--- WHAT NEEDS TO BE DONE ---
Pull out each line of the data that includes the word "crate".
◇ ◇ ◇
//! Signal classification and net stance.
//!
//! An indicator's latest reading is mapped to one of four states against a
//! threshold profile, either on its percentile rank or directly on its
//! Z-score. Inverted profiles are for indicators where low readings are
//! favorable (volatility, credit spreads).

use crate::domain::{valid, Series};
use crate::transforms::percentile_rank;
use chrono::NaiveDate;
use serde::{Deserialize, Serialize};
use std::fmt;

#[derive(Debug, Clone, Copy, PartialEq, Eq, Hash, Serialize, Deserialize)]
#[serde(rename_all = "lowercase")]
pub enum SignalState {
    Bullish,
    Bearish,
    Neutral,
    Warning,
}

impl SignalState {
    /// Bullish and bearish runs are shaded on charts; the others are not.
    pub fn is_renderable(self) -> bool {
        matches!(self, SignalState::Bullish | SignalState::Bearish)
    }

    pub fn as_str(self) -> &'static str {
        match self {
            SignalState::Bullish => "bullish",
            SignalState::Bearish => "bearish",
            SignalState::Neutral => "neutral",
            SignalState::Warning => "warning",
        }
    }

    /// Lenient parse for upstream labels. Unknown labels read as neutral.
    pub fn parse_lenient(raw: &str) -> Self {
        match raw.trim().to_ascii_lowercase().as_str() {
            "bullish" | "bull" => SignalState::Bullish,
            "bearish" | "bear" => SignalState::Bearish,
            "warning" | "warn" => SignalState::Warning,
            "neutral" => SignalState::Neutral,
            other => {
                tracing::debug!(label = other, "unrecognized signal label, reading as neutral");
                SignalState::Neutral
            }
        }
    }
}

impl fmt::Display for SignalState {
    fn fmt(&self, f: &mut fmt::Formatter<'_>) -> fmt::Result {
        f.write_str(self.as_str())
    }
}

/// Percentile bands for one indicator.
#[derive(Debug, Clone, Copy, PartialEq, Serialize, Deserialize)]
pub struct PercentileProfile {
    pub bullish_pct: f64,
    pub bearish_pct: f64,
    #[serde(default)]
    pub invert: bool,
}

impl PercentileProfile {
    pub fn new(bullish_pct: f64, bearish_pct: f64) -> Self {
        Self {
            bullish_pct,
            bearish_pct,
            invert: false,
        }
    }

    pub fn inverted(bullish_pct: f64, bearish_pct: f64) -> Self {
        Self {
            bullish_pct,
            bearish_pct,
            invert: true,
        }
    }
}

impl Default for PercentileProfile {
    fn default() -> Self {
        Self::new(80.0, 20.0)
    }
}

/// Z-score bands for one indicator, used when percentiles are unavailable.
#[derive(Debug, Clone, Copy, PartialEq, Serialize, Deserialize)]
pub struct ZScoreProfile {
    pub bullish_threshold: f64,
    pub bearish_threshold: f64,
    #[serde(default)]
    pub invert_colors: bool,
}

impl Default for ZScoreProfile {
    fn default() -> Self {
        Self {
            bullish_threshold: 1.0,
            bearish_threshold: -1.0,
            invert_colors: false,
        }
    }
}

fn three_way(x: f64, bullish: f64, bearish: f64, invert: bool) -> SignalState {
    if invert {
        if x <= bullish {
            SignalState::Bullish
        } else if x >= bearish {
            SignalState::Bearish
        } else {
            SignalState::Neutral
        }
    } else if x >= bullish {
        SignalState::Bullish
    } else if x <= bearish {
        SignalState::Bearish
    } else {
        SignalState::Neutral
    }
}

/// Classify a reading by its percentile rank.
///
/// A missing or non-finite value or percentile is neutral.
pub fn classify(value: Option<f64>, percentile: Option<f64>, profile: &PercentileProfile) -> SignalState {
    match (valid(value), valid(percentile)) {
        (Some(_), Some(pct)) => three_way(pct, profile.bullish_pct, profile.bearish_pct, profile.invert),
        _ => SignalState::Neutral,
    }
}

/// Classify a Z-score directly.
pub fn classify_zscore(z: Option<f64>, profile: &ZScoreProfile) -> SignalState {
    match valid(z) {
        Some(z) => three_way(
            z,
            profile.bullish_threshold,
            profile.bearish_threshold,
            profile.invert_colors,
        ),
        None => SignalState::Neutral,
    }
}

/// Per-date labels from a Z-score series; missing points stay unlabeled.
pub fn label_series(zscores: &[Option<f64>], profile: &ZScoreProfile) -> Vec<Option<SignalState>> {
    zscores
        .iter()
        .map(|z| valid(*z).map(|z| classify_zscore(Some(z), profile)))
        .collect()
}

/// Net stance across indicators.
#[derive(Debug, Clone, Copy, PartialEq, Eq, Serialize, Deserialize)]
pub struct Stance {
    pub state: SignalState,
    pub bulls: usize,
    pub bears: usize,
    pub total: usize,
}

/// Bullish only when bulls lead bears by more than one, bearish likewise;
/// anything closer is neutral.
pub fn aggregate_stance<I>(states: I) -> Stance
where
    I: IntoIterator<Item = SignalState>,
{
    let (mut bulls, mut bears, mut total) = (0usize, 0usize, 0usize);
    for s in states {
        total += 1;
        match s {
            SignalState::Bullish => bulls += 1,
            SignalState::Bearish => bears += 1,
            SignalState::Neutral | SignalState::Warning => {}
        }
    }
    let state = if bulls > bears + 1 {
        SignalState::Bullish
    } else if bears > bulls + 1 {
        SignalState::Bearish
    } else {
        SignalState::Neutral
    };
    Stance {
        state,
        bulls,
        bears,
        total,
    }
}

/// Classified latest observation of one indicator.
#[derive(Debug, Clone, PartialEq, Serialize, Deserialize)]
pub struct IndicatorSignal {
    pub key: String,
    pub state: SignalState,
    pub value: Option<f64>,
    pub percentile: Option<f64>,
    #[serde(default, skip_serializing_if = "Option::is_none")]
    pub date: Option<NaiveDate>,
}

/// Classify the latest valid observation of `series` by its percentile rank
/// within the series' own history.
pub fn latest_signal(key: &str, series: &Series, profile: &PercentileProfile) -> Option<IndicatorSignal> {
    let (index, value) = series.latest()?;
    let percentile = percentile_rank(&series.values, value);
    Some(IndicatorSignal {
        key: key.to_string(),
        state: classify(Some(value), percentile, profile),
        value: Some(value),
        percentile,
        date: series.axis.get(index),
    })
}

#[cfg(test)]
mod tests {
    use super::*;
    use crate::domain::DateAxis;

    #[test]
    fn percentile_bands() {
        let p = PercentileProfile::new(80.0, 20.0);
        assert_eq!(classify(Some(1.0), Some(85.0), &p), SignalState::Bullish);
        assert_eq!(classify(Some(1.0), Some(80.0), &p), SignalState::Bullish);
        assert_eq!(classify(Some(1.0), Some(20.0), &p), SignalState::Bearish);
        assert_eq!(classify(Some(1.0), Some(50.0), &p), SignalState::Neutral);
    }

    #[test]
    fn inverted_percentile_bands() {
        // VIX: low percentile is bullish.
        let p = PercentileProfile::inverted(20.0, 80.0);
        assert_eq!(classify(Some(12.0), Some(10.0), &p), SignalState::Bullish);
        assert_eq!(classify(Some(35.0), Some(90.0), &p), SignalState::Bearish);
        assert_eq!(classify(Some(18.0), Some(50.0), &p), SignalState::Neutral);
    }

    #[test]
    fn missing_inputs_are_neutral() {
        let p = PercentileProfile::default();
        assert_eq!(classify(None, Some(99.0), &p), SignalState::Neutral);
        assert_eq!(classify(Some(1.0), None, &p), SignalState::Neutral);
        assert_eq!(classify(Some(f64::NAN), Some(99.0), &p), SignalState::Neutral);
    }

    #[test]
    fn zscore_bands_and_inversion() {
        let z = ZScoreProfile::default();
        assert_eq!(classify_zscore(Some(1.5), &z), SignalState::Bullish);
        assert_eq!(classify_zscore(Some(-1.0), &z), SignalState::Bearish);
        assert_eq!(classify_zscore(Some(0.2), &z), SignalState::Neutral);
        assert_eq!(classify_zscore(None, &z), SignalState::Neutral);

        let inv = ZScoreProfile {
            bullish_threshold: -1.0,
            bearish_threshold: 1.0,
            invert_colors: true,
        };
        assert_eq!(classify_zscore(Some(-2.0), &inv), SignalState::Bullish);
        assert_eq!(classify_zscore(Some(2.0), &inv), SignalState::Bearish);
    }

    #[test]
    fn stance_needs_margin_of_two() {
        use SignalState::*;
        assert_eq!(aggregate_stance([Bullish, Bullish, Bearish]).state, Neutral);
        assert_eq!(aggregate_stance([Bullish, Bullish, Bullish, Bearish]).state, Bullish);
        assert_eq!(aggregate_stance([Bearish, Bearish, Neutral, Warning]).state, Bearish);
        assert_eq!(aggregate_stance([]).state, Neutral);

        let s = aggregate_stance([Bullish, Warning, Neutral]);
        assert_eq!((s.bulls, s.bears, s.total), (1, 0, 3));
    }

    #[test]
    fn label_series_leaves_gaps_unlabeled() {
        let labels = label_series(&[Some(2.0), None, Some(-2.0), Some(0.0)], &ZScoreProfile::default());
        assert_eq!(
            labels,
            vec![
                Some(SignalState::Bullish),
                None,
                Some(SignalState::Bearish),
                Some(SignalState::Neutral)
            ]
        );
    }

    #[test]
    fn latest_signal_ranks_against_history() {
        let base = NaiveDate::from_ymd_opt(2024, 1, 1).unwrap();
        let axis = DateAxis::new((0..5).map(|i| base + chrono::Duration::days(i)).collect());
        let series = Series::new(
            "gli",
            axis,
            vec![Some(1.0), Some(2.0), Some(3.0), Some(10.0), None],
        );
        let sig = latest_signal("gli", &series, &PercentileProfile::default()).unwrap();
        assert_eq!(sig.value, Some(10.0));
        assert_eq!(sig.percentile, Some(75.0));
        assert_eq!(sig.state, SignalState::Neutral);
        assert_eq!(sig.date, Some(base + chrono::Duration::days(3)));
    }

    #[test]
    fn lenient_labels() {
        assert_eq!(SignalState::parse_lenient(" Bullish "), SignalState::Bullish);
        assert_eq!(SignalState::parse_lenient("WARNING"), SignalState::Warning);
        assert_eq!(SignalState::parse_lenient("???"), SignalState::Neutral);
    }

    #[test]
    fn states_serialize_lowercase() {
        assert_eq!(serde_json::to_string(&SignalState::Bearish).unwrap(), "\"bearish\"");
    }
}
◇ ◇ ◇
--- YOUR RESPONSE ---
use crate::domain::{valid, Series};
use crate::transforms::percentile_rank;
    use crate::domain::DateAxis;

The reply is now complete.